Packages

class AssertionMerger extends AnnotatorModel[AssertionMerger] with HasSimpleAnnotate[AssertionMerger] with WhiteAndBlackListParams with AssertionPrioritizationParams

Merges variety assertion columns coming from Assertion annotators like com.johnsnowlabs.nlp.annotators.assertion.dl.AssertionDLModel.

See also

com.johnsnowlabs.nlp.annotators.assertion.dl.AssertionDLModel AssertionMerger can filter, prioritize and merge assertion annotations by using proper parameters.

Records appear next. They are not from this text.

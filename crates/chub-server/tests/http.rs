//! End-to-end HTTP surface tests over `build_app`, exercised with
//! `tower::ServiceExt::oneshot` against an in-process router.

use std::collections::BTreeMap;
use std::sync::Arc;

use async_trait::async_trait;
use axum::body::Body;
use axum::http::{Request, StatusCode};
use chub_aggregator::Aggregator;
use chub_domain::{PropertySource, Source};
use chub_error::ChubError;
use chub_git::CredentialRegistry;
use chub_server::AppState;
use http_body_util::BodyExt;
use serde_json::Value;
use tower::ServiceExt;

struct FakeSource {
    name: String,
    layers: Vec<PropertySource>,
}

#[async_trait]
impl Source for FakeSource {
    fn name(&self) -> String {
        self.name.clone()
    }

    async fn find_properties(
        &self,
        _apps: &[String],
        _profiles: &[String],
        _label: Option<&str>,
    ) -> Result<Vec<PropertySource>, ChubError> {
        Ok(self.layers.clone())
    }

    async fn dashboard_report(&self) -> Option<String> {
        Some(format!("{} ok", self.name))
    }
}

fn layer(name: &str, properties: Value) -> PropertySource {
    let Value::Object(map) = properties else {
        panic!("expected object");
    };
    PropertySource {
        source: name.to_string(),
        properties: map.into_iter().collect::<BTreeMap<_, _>>(),
    }
}

fn state_with(sources: Vec<Arc<dyn Source>>) -> Arc<AppState> {
    Arc::new(AppState {
        aggregator: Arc::new(Aggregator::new(sources)),
        credhub: None,
        credentials: Arc::new(CredentialRegistry::new()),
    })
}

async fn body_json(response: axum::response::Response) -> Value {
    let bytes = response.into_body().collect().await.unwrap().to_bytes();
    serde_json::from_slice(&bytes).unwrap()
}

#[tokio::test]
async fn health_reports_ok() {
    let app = chub_server::build_app(state_with(Vec::new()));
    let response = app
        .oneshot(Request::builder().uri("/health").body(Body::empty()).unwrap())
        .await
        .unwrap();
    assert_eq!(response.status(), StatusCode::OK);
}

#[tokio::test]
async fn plain_properties_endpoint_returns_layers_in_source_order() {
    let sources: Vec<Arc<dyn Source>> = vec![
        Arc::new(FakeSource {
            name: "repo-a".to_string(),
            layers: vec![layer("repo-a", serde_json::json!({"a.b": "1"}))],
        }),
        Arc::new(FakeSource {
            name: "repo-b".to_string(),
            layers: vec![layer("repo-b", serde_json::json!({"a.c": "2"}))],
        }),
    ];
    let app = chub_server::build_app(state_with(sources));

    let response = app
        .oneshot(
            Request::builder()
                .uri("/myapp/default")
                .body(Body::empty())
                .unwrap(),
        )
        .await
        .unwrap();
    assert_eq!(response.status(), StatusCode::OK);

    let body = body_json(response).await;
    assert_eq!(body["name"], "myapp");
    assert_eq!(body["propertySources"].as_array().unwrap().len(), 2);
}

#[tokio::test]
async fn plain_properties_endpoint_404s_when_nothing_matches() {
    let sources: Vec<Arc<dyn Source>> = vec![Arc::new(FakeSource {
        name: "empty".to_string(),
        layers: Vec::new(),
    })];
    let app = chub_server::build_app(state_with(sources));

    let response = app
        .oneshot(
            Request::builder()
                .uri("/myapp/default")
                .body(Body::empty())
                .unwrap(),
        )
        .await
        .unwrap();
    assert_eq!(response.status(), StatusCode::NOT_FOUND);
}

#[tokio::test]
async fn format_specific_endpoint_merges_and_flattens() {
    let sources: Vec<Arc<dyn Source>> = vec![Arc::new(FakeSource {
        name: "repo".to_string(),
        layers: vec![layer(
            "repo",
            serde_json::json!({"server": {"port": 8080}}),
        )],
    })];
    let app = chub_server::build_app(state_with(sources));

    let response = app
        .oneshot(
            Request::builder()
                .uri("/myapp-default.json")
                .body(Body::empty())
                .unwrap(),
        )
        .await
        .unwrap();
    assert_eq!(response.status(), StatusCode::OK);

    let body = body_json(response).await;
    assert_eq!(body["server.port"], 8080);
}

#[tokio::test]
async fn format_specific_endpoint_rejects_unknown_extension() {
    let app = chub_server::build_app(state_with(Vec::new()));
    let response = app
        .oneshot(
            Request::builder()
                .uri("/myapp-default.toml")
                .body(Body::empty())
                .unwrap(),
        )
        .await
        .unwrap();
    assert_eq!(response.status(), StatusCode::NOT_FOUND);
}

#[tokio::test]
async fn secrets_endpoints_501_without_a_credhub_source() {
    let app = chub_server::build_app(state_with(Vec::new()));
    let response = app
        .oneshot(Request::builder().uri("/secrets").body(Body::empty()).unwrap())
        .await
        .unwrap();
    assert_eq!(response.status(), StatusCode::NOT_IMPLEMENTED);
}

#[tokio::test]
async fn dashboard_lists_every_source_report() {
    let sources: Vec<Arc<dyn Source>> = vec![Arc::new(FakeSource {
        name: "repo-a".to_string(),
        layers: Vec::new(),
    })];
    let app = chub_server::build_app(state_with(sources));

    let response = app
        .oneshot(Request::builder().uri("/dashboard").body(Body::empty()).unwrap())
        .await
        .unwrap();
    assert_eq!(response.status(), StatusCode::OK);

    let body = body_json(response).await;
    let reports = body.as_array().unwrap();
    assert_eq!(reports.len(), 1);
    assert_eq!(reports[0]["source"], "repo-a");
    assert_eq!(reports[0]["report"], "repo-a ok");
}
#[cfg(test)]
mod tests {
    use super::*;
    use serial_test::serial;
    use std::sync::Mutex as StdMutex;

    struct FakeStore {
        credentials: StdMutex<BTreeMap<String, BTreeMap<String, Value>>>,
    }

    impl FakeStore {
        fn new(entries: Vec<(&str, BTreeMap<String, Value>)>) -> Self {
            Self {
                credentials: StdMutex::new(
                    entries.into_iter().map(|(k, v)| (k.to_string(), v)).collect(),
                ),
            }
        }
    }

    #[async_trait]
    impl SecretStoreClient for FakeStore {
        async fn find_by_path(&self, _path: &str) -> Result<Vec<String>, CredhubError> {
            Ok(self.credentials.lock().unwrap().keys().cloned().collect())
        }

        async fn get_json_by_name(&self, name: &str) -> Result<BTreeMap<String, Value>, CredhubError> {
            self.credentials
                .lock()
                .unwrap()
                .get(name)
                .cloned()
                .ok_or_else(|| CredhubError::CredentialReadFailure {
                    name: name.to_string(),
                    cause: "not found".to_string(),
                })
        }

        async fn set_json_by_name(&self, name: &str, value: BTreeMap<String, Value>) -> Result<(), CredhubError> {
            self.credentials.lock().unwrap().insert(name.to_string(), value);
            Ok(())
        }
    }

    fn reset_singleton() {
        CONSTRUCTED.store(false, Ordering::SeqCst);
    }

    #[test]
    fn normalizes_prefix_with_slashes() {
        assert_eq!(normalize_prefix("myapp"), "/myapp/");
        assert_eq!(normalize_prefix("/myapp/"), "/myapp/");
    }

    #[test]
    fn ensure_application_appends_when_absent() {
        assert_eq!(ensure_application(&[]), vec!["application".to_string()]);
        assert_eq!(
            ensure_application(&["svc".to_string()]),
            vec!["svc".to_string(), "application".to_string()]
        );
    }

    #[test]
    fn ensure_master_label_variants() {
        assert_eq!(ensure_master_label(None), vec!["master".to_string()]);
        assert_eq!(ensure_master_label(Some("")), vec!["master".to_string()]);
        assert_eq!(ensure_master_label(Some("master")), vec!["master".to_string()]);
        assert_eq!(
            ensure_master_label(Some("prod")),
            vec!["prod".to_string(), "master".to_string()]
        );
    }

    #[tokio::test]
    #[serial]
    async fn second_construction_is_rejected() {
        reset_singleton();
        let store = Arc::new(FakeStore::new(vec![]));
        let _first = CredhubSource::new("/p", store.clone()).unwrap();
        let second = CredhubSource::new("/p", store);
        assert!(matches!(second, Err(CredhubError::OnlyOneCredhubSource)));
        reset_singleton();
    }

    #[tokio::test]
    #[serial]
    async fn find_properties_emits_placeholder_layer_when_nothing_matches() {
        reset_singleton();
        let store = Arc::new(FakeStore::new(vec![]));
        let source = CredhubSource::new("/p", store).unwrap();

        let layers = source
            .find_properties(&["svc".to_string()], &["prod".to_string()], None)
            .await
            .unwrap();

        assert_eq!(layers.len(), 1);
        assert_eq!(layers[0].source, "credhub-svc-prod-master");
        assert!(layers[0].properties.is_empty());
        reset_singleton();
    }

    #[tokio::test]
    #[serial]
    async fn find_properties_names_layer_from_scope() {
        reset_singleton();
        let mut properties = BTreeMap::new();
        properties.insert("k".to_string(), Value::String("v".to_string()));
        let store = Arc::new(FakeStore::new(vec![(
            "/p/application/default/master/secrets",
            properties,
        )]));
        let source = CredhubSource::new("/p", store).unwrap();

        let layers = source.find_properties(&[], &[], None).await.unwrap();
        assert_eq!(layers.len(), 1);
        assert_eq!(layers[0].source, "credhub-application-default-master");
        assert_eq!(layers[0].properties.get("k").unwrap(), "v");
        reset_singleton();
    }

    #[tokio::test]
    #[serial]
    async fn add_secrets_deep_merges_existing_mapping() {
        reset_singleton();
        let mut existing = BTreeMap::new();
        existing.insert(
            "a".to_string(),
            serde_json::json!({"b": 1, "c": 2}),
        );
        let store = Arc::new(FakeStore::new(vec![(
            "/p/application/default/master/secrets",
            existing,
        )]));
        let source = CredhubSource::new("/p", store.clone()).unwrap();

        let mut payload = BTreeMap::new();
        payload.insert("a".to_string(), serde_json::json!({"c": 9, "d": 4}));
        source.add_secrets(&[], &[], &[], &payload).await.unwrap();

        let merged = store
            .get_json_by_name("/p/application/default/master/secrets")
            .await
            .unwrap();
        assert_eq!(merged.get("a").unwrap(), &serde_json::json!({"b": 1, "c": 9, "d": 4}));
        reset_singleton();
    }

    #[tokio::test]
    #[serial]
    async fn delete_secrets_removes_nested_dotted_key() {
        reset_singleton();
        let mut existing = BTreeMap::new();
        existing.insert("a".to_string(), serde_json::json!({"b": 1, "c": 2}));
        let store = Arc::new(FakeStore::new(vec![(
            "/p/application/default/master/secrets",
            existing,
        )]));
        let source = CredhubSource::new("/p", store.clone()).unwrap();

        source
            .delete_secrets(&[], &[], &[], &["a.b".to_string()])
            .await
            .unwrap();

        let after = store
            .get_json_by_name("/p/application/default/master/secrets")
            .await
            .unwrap();
        assert_eq!(after.get("a").unwrap(), &serde_json::json!({"c": 2}));
        reset_singleton();
    }

    #[tokio::test]
    #[serial]
    async fn delete_secrets_is_noop_when_key_absent() {
        reset_singleton();
        let mut existing = BTreeMap::new();
        existing.insert("a".to_string(), Value::String("v".to_string()));
        let store = Arc::new(FakeStore::new(vec![(
            "/p/application/default/master/secrets",
            existing.clone(),
        )]));
        let source = CredhubSource::new("/p", store.clone()).unwrap();

        source
            .delete_secrets(&[], &[], &[], &["missing.key".to_string()])
            .await
            .unwrap();

        let after = store
            .get_json_by_name("/p/application/default/master/secrets")
            .await
            .unwrap();
        assert_eq!(after, existing);
        reset_singleton();
    }
}
use std::sync::Arc;

use axum::extract::State;
use axum::response::IntoResponse;
use axum::Json;
use serde::Serialize;

use crate::state::AppState;

#[derive(Serialize)]
struct SourceReport {
    source: String,
    report: Option<String>,
}

/// `GET /dashboard`: per-source diagnostic reports (spec §4.2 `Branches`,
/// `sources/dashboard.go`). The original renders a literal placeholder
/// string ("Soon to be dashboard!"); a real dashboard UI is out of scope
/// here too, so this stays a plain JSON summary rather than growing a
/// template layer.
pub async fn dashboard(State(state): State<Arc<AppState>>) -> impl IntoResponse {
    let mut reports = Vec::new();
    for source in state.aggregator.sources() {
        reports.push(SourceReport {
            source: source.name(),
            report: source.dashboard_report().await,
        });
    }
    Json(reports)
}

AssertionPrioritizationParams

WhiteAndBlackListParams

Example

val document_assembler = new DocumentAssembler()
 .setInputCol("text").setOutputCol("document")
val sentence_detector = SentenceDetectorDLModel.pretrained("sentence_detector_dl_healthcare", "en", "clinical/models")
 .setInputCols(Array("document")).setOutputCol("sentence")
val tokenizer = new Tokenizer()
 .setInputCols(Array("sentence")).setOutputCol("token")
val word_embeddings = WordEmbeddingsModel.pretrained("embeddings_clinical", "en", "clinical/models")
 .setInputCols(Array("sentence", "token")).setOutputCol("embeddings")
val ner_model = MedicalNerModel.pretrained("ner_opioid", "en", "clinical/models")
 .setInputCols(Array("sentence", "token", "embeddings")).setOutputCol("ner")
val ner_converter = new NerConverterInternal()
 .setInputCols(Array("sentence", "token", "ner")).setOutputCol("ner_chunk")
 .setWhiteList(Array("opioid_drug", "other_drug"))
val assertion = AssertionDLModel.pretrained("assertion_opioid_drug_status_wip", "en", "clinical/models")
 .setInputCols(Array("sentence", "ner_chunk", "embeddings")).setOutputCol("assertion")
val assertion2 = AssertionDLModel.pretrained("assertion_opioid_wip", "en", "clinical/models")
 .setInputCols(Array("sentence", "ner_chunk", "embeddings")).setOutputCol("assertion2")

val assertion_merger = new AssertionMerger()
 .setInputCols("assertion", "assertion2")
 .setOutputCol("assertion_merger")
 .setMergeOverlapping(true)
 .setSelectionStrategy("Sequential")
 .setAssertionSourcePrecedence("assertion2,assertion")
 .setBlackList(Array("HYPothetical"))
 .setCaseSensitive(false)
 .setAssertionsConfidence(Map("history" -> 0.80f))
 .setOrderingFeatures(Array("length", "source", "confidence"))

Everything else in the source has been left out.